Ann Coulter's "lifetime ban" from NBC (undoubtedly lifted by tomorrow morning) I present this classy memorial from an even classier blog:
Hello, I'm the editor at Rising Hegemon - After Dark!!
I'm afraid that some things are not permissible even at this blog. Despite the protestations, and strategic rubbing, of Atta J. Turk, I will not allow this post and accompanying illustrations to be put up.

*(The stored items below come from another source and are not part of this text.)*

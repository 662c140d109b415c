//! Error types for the E-utilities client.
//!
//! Uses `thiserror` for structured error handling with automatic `From`
//! implementations. Client errors are recoverable by design: the pipeline
//! logs them and degrades to empty results.

/// Errors from the HTTP client layer.
#[derive(thiserror::Error, Debug)]
pub enum ClientError {
    /// HTTP transport error (connection, DNS, TLS, body decode, etc.)
    #[error("HTTP error: {0}")]
    Http(#[from] reqwest::Error),

    /// Server error (5xx response)
    #[error("Server error ({status}): {message}")]
    Server {
        /// HTTP status code
        status: u16,
        /// Response body or message
        message: String,
    },

    /// Unexpected HTTP status
    #[error("Unexpected status {status}: {message}")]
    UnexpectedStatus {
        /// HTTP status code
        status: u16,
        /// Response body or message
        message: String,
    },
}

impl ClientError {
    /// Create a server error.
    #[must_use]
    pub fn server(status: u16, message: impl Into<String>) -> Self {
        Self::Server { status, message: message.into() }
    }

    /// Create an unexpected-status error.
    #[must_use]
    pub fn unexpected_status(status: u16, message: impl Into<String>) -> Self {
        Self::UnexpectedStatus { status, message: message.into() }
    }
}

/// Result type alias for client operations.
pub type ClientResult<T> = Result<T, ClientError>;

It's not that it would be illegal.
It is just that it should be.
******
Hi, this is Atta J. Turk, and I have just pretended to fire the editor.
Ann Coulter urges each and every one of you to keep your sexual organs in sound shape by doing a series of Kegel exercises. Demonstrating some of the techniques she uses, here is Ms., um, Mr., um, Ann Coulter.
Exercise 1:
I suggest strapping up a strong rope and tying it around the grill of a riding lawn mower. Put the mower in neutral and pull. When you do this, make sure you anchor the rope firmly at both ends. Caution: be certain you loop your rope around the scrotum, not just the penis. Most liberal trannies cannot do this sort of exercise as they are too weak from smoking their clove cigarettes. This added suggestion: nothing pulls like a Deere.
Exercise 2:
Let me tell you, in order to keep Sean Hannity's affection, in public at least I need to have the appearance of a camel toe. Even if you are on the phone, doing repeated butt clenches while crossing your legs can create, to the casual glance, the appearance of an actual vaginal indentation.
I have used this on many a talk show or personal appearance. I once made Michael Reagan ejaculate just from my 'stretch pant' smile.
Exercise 3:
I came up with this idea during the Reagan funeral. There is nothing that adds to one's testicular strength and flow more than isometric exercises, and what could be more isometric than using centrifugal force? And it is extra patriotic to do it by taking advantage of some soldier's death to your own self-improvement. And when you're done, you can take the flag and wrap yourself in it.